Talking about: De-commoditisation

A commodity is a basic good or service produced to satisfy wants or needs. It is difficult to generate value when businesses deal in commodities, as there is limited ability to exert pricing pressure.

So have you ever wondered how companies attempt to de-commoditise their product or service?

Coca-Cola isn’t just a soft drink, “It’s The Real Thing”.

Apple doesn’t build computers, it “Thinks Different”.

Lego doesn’t sell building blocks, it “Sells Imagination”.

Companies that can de-commoditise their business and build a well-recognised brand have the potential to generate goodwill and, it follow, value.

Take the car market for example. In many respects, a car is a commoditised product. There are numerous companies that provide customers with the ability to get from Point A to Point B on four wheels, efficiently and quickly.

Car makers attempt to build a brand so that customers will perceive their product as being distinct and therefore, the superior choice. Just consider the marketing campaign for the Volkswagen Golf, which is based on the tagline, “Why drive something like a Golf, when you can drive a Golf?”.

For all intents and purposes, there are no material differences between a Golf and other small- to mid-sized cars – apart from possibly build quality. But framing a Golf with its own identity de-commoditises the product and separates it from the rest of the market. This allows Volkswagen to exert some pricing power.

Of course, a catchy slogan doesn’t necessarily translate to enduring value. But if consumers consider a brand to be distinct from a commoditised product or service, goodwill can be created, making it easier for companies to compete on more than just price.
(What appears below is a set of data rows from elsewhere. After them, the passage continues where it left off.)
impl<W: FrameSink, L: TxLock> Engine<W, L> {
    /// Build an engine with a host-provided transmit lock.
    ///
    /// # Errors
    /// Returns `Error::InvalidConfig` when the configuration is
    /// internally inconsistent.
    pub fn with_lock(config: FrameConfig, peer: Peer, sink: W, lock: L) -> Result<Self> {
        config.validate()?;
        Ok(Engine {
            parser: Parser::new(config.clone()),
            listeners: ListenerTables::new(
                config.id_listener_slots,
                config.type_listener_slots,
                config.generic_listener_slots,
            ),
            tx: Transmitter::new(config, peer, sink, lock),
        })
    }

    // ------------------------------------------------------------------
    // Receive path
    // ------------------------------------------------------------------

    /// Accept incoming bytes and dispatch every frame they complete.
    ///
    /// Listener callbacks run synchronously inside this call.
    pub fn accept(&mut self, bytes: &[u8]) {
        for &byte in bytes {
            self.accept_byte(byte);
        }
    }

    /// Accept a single incoming byte.
    pub fn accept_byte(&mut self, byte: u8) {
        if let Some(frame) = self.parser.accept_byte(byte) {
            self.dispatch(frame);
        }
    }

    /// Reset the frame parser; registered listeners are unaffected.
    pub fn reset_parser(&mut self) {
        self.parser.reset();
    }

    /// Advance time by one tick.
    ///
    /// Drives the parser watchdog and decrements every id listener
    /// registered with a timeout; expired listeners fire their timeout
    /// callback exactly once, in table scan order, and are removed.
    pub fn tick(&mut self) {
        self.parser.tick();

        let mut expired = false;
        for slot in 0..self.listeners.id_high_water {
            let timed_out = match self.listeners.id_slots[slot].as_mut() {
                Some(entry) if entry.initial_ticks > 0 && entry.remaining_ticks > 0 => {
                    entry.remaining_ticks -= 1;
                    entry.remaining_ticks == 0
                }
                _ => false,
            };
            if !timed_out {
                continue;
            }
            if let Some(mut entry) = self.listeners.id_slots[slot].take() {
                debug!(id = entry.id, "id listener expired");
                if let Some(on_timeout) = entry.on_timeout.as_mut() {
                    on_timeout(&mut self.tx);
                }
                expired = true;
            }
        }
        if expired {
            self.listeners.recount_id();
        }
    }

    // ------------------------------------------------------------------
    // Listener registration
    // ------------------------------------------------------------------

    /// Register a listener for replies carrying `id`.
    ///
    /// `timeout_ticks` of 0 keeps the listener until removed; otherwise
    /// `on_timeout` fires once after that many ticks without a matching
    /// frame and the slot is freed. Fails on a full table or when `id`
    /// is already being listened for.
    pub fn add_id_listener(
        &mut self,
        id: u32,
        on_frame: FrameCallback<W, L>,
        on_timeout: Option<TimeoutCallback<W, L>>,
        timeout_ticks: u32,
    ) -> bool {
        self.listeners.add_id(IdListener {
            id,
            on_frame,
            on_timeout,
            remaining_ticks: timeout_ticks,
            initial_ticks: timeout_ticks,
        })
    }

    /// Remove an id listener. A clean teardown: no callback fires.
    pub fn remove_id_listener(&mut self, id: u32) -> bool {
        self.listeners.remove_id(id)
    }

    /// Reload the timeout of a registered id listener from outside
    /// (the in-dispatch equivalent is returning [`ListenerResult::Renew`]).
    pub fn renew_id_listener(&mut self, id: u32) -> bool {
        self.listeners.renew_id(id)
    }

    /// Register a listener for every frame of `frame_type`.
    pub fn add_type_listener(&mut self, frame_type: u32, on_frame: FrameCallback<W, L>) -> bool {
        self.listeners.add_type(TypeListener {
            frame_type,
            on_frame,
        })
    }

    /// Remove the first listener registered for `frame_type`.
    pub fn remove_type_listener(&mut self, frame_type: u32) -> bool {
        self.listeners.remove_type(frame_type)
    }

    /// Register a fallback listener; returns its slot for removal.
    pub fn add_generic_listener(&mut self, on_frame: FrameCallback<W, L>) -> Option<usize> {
        self.listeners.add_generic(GenericListener { on_frame })
    }

    /// Remove a generic listener by the slot its registration returned.
    pub fn remove_generic_listener(&mut self, slot: usize) -> bool {
        self.listeners.remove_generic(slot)
    }

    // ------------------------------------------------------------------
    // Send path
    // ------------------------------------------------------------------

    /// Send a frame. The assigned id is stored back into `msg.id`.
    pub fn send(&mut self, msg: &mut Message) -> bool {
        self.tx.send(msg)
    }

    /// Send a frame of `frame_type` carrying `payload`.
    pub fn send_simple(&mut self, frame_type: u32, payload: &[u8]) -> bool {
        self.tx.send_simple(frame_type, payload)
    }

    /// Send a response to a received message, reusing its id.
    pub fn respond(&mut self, msg: &mut Message) -> bool {
        self.tx.respond(msg)
    }

    /// Send a frame and listen for the correlated reply.
    ///
    /// The listener slot is secured before any byte is composed, so a
    /// failed send never leaves an orphaned wait; conversely a full
    /// table fails the query before the frame goes out.
    pub fn query(
        &mut self,
        msg: &mut Message,
        on_reply: FrameCallback<W, L>,
        on_timeout: Option<TimeoutCallback<W, L>>,
        timeout_ticks: u32,
    ) -> bool {
        if !self.listeners.has_free_id_slot() {
            debug!(error = %Error::ListenerTableFull, "query rejected");
            return false;
        }
        if !self.tx.send(msg) {
            return false;
        }
        self.add_id_listener(msg.id, on_reply, on_timeout, timeout_ticks)
    }

    /// [`query`](Engine::query) without the message struct.
    pub fn query_simple(
        &mut self,
        frame_type: u32,
        payload: &[u8],
        on_reply: FrameCallback<W, L>,
        on_timeout: Option<TimeoutCallback<W, L>>,
        timeout_ticks: u32,
    ) -> bool {
        let mut msg = Message::new(frame_type, Bytes::copy_from_slice(payload));
        self.query(&mut msg, on_reply, on_timeout, timeout_ticks)
    }

    // ------------------------------------------------------------------
    // Multi-part send path
    // ------------------------------------------------------------------

    /// Open a multi-part frame declaring `len` payload bytes; the payload
    /// follows through [`multipart_payload`] and [`multipart_close`].
    ///
    /// [`multipart_payload`]: Engine::multipart_payload
    /// [`multipart_close`]: Engine::multipart_close
    pub fn send_multipart(&mut self, msg: &mut Message, len: u32) -> bool {
        self.tx.send_multipart(msg, len)
    }

    /// [`send_multipart`](Engine::send_multipart) without the struct.
    pub fn send_simple_multipart(&mut self, frame_type: u32, len: u32) -> bool {
        self.tx.send_simple_multipart(frame_type, len)
    }

    /// Open a multi-part response, reusing the incoming id.
    pub fn respond_multipart(&mut self, msg: &mut Message, len: u32) -> bool {
        self.tx.respond_multipart(msg, len)
    }

    /// Open a multi-part query and listen for the correlated reply.
    pub fn query_multipart(
        &mut self,
        msg: &mut Message,
        len: u32,
        on_reply: FrameCallback<W, L>,
        on_timeout: Option<TimeoutCallback<W, L>>,
        timeout_ticks: u32,
    ) -> bool {
        if !self.listeners.has_free_id_slot() {
            debug!(error = %Error::ListenerTableFull, "query rejected");
            return false;
        }
        if !self.tx.send_multipart(msg, len) {
            return false;
        }
        self.add_id_listener(msg.id, on_reply, on_timeout, timeout_ticks)
    }

    /// [`query_multipart`](Engine::query_multipart) without the struct.
    pub fn query_simple_multipart(
        &mut self,
        frame_type: u32,
        len: u32,
        on_reply: FrameCallback<W, L>,
        on_timeout: Option<TimeoutCallback<W, L>>,
        timeout_ticks: u32,
    ) -> bool {
        let mut msg = Message::new(frame_type, Bytes::new());
        self.query_multipart(&mut msg, len, on_reply, on_timeout, timeout_ticks)
    }

    /// Stream part of the payload of an open multi-part frame.
    pub fn multipart_payload(&mut self, bytes: &[u8]) {
        self.tx.multipart_payload(bytes);
    }

    /// Close the open multi-part frame and release the transmit lock.
    pub fn multipart_close(&mut self) {
        self.tx.multipart_close();
    }

    // ------------------------------------------------------------------
    // Diagnostics
    // ------------------------------------------------------------------

    /// Current parser state.
    #[must_use]
    pub fn parser_state(&self) -> ParserState {
        self.parser.state()
    }

    /// Link configuration.
    #[must_use]
    pub fn config(&self) -> &FrameConfig {
        self.tx.config()
    }

    /// Whether a multi-part composition currently holds the transmit lock.
    #[must_use]
    pub fn is_transmitting(&self) -> bool {
        self.tx.is_transmitting()
    }

    /// Number of registered id listeners.
    #[must_use]
    pub fn active_id_listeners(&self) -> usize {
        self.listeners.active_id()
    }

    /// Number of registered type listeners.
    #[must_use]
    pub fn active_type_listeners(&self) -> usize {
        self.listeners.active_type()
    }

    /// Number of registered generic listeners.
    #[must_use]
    pub fn active_generic_listeners(&self) -> usize {
        self.listeners.active_generic()
    }

    /// Borrow the write sink.
    #[must_use]
    pub fn sink(&self) -> &W {
        self.tx.sink()
    }

    /// Mutably borrow the write sink.
    pub fn sink_mut(&mut self) -> &mut W {
        self.tx.sink_mut()
    }

    // ------------------------------------------------------------------
    // Dispatch
    // ------------------------------------------------------------------

    /// Route a complete frame through the listener tables.
    ///
    /// Precedence: the matching id listener, else the first matching
    /// type listener, else every generic listener in insertion order.
    /// A `Next` verdict continues with the following tier.
    fn dispatch(&mut self, frame: Frame) {
        let msg = Message::from(frame);
        trace!(
            id = msg.id,
            frame_type = msg.frame_type,
            len = msg.len(),
            "dispatching frame"
        );

        if let Some(slot) = self.listeners.find_id(msg.id) {
            if let Some(mut entry) = self.listeners.id_slots[slot].take() {
                let verdict = (entry.on_frame)(&mut self.tx, &msg);
                match verdict {
                    ListenerResult::Close => self.listeners.recount_id(),
                    ListenerResult::Renew => {
                        entry.remaining_ticks = entry.initial_ticks;
                        self.listeners.id_slots[slot] = Some(entry);
                    }
                    ListenerResult::Stay | ListenerResult::Next => {
                        self.listeners.id_slots[slot] = Some(entry);
                    }
                }
                if verdict != ListenerResult::Next {
                    return;
                }
            }
        }

        if let Some(slot) = self.listeners.find_type(msg.frame_type) {
            if let Some(mut entry) = self.listeners.type_slots[slot].take() {
                let verdict = (entry.on_frame)(&mut self.tx, &msg);
                if verdict == ListenerResult::Close {
                    self.listeners.recount_type();
                } else {
                    self.listeners.type_slots[slot] = Some(entry);
                }
                if verdict != ListenerResult::Next {
                    return;
                }
            }
        }

        for slot in 0..self.listeners.generic_high_water {
            let Some(mut entry) = self.listeners.generic_slots[slot].take() else {
                continue;
            };
            let verdict = (entry.on_frame)(&mut self.tx, &msg);
            if verdict == ListenerResult::Close {
                self.listeners.recount_generic();
            } else {
                self.listeners.generic_slots[slot] = Some(entry);
            }
            if verdict != ListenerResult::Next {
                return;
            }
        }

        trace!(id = msg.id, "frame not consumed by any listener");
    }
}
This post was contributed by a representative of Montgomery Investment Management Pty Limited (AFSL No. 354564). The principal purpose of this post is to provide factual information and not provide financial product advice. Additionally, the information provided is not intended to provide any recommendation or opinion about any financial product. Any commentary and statements of opinion however may contain general advice only that is prepared without taking into account your personal objectives, financial circumstances or needs. Because of this, before acting on any of the information provided, you should always consider its appropriateness in light of your personal objectives, financial circumstances and needs and should consider seeking independent advice from a financial advisor if necessary before making any decisions. This post specifically excludes personal advice.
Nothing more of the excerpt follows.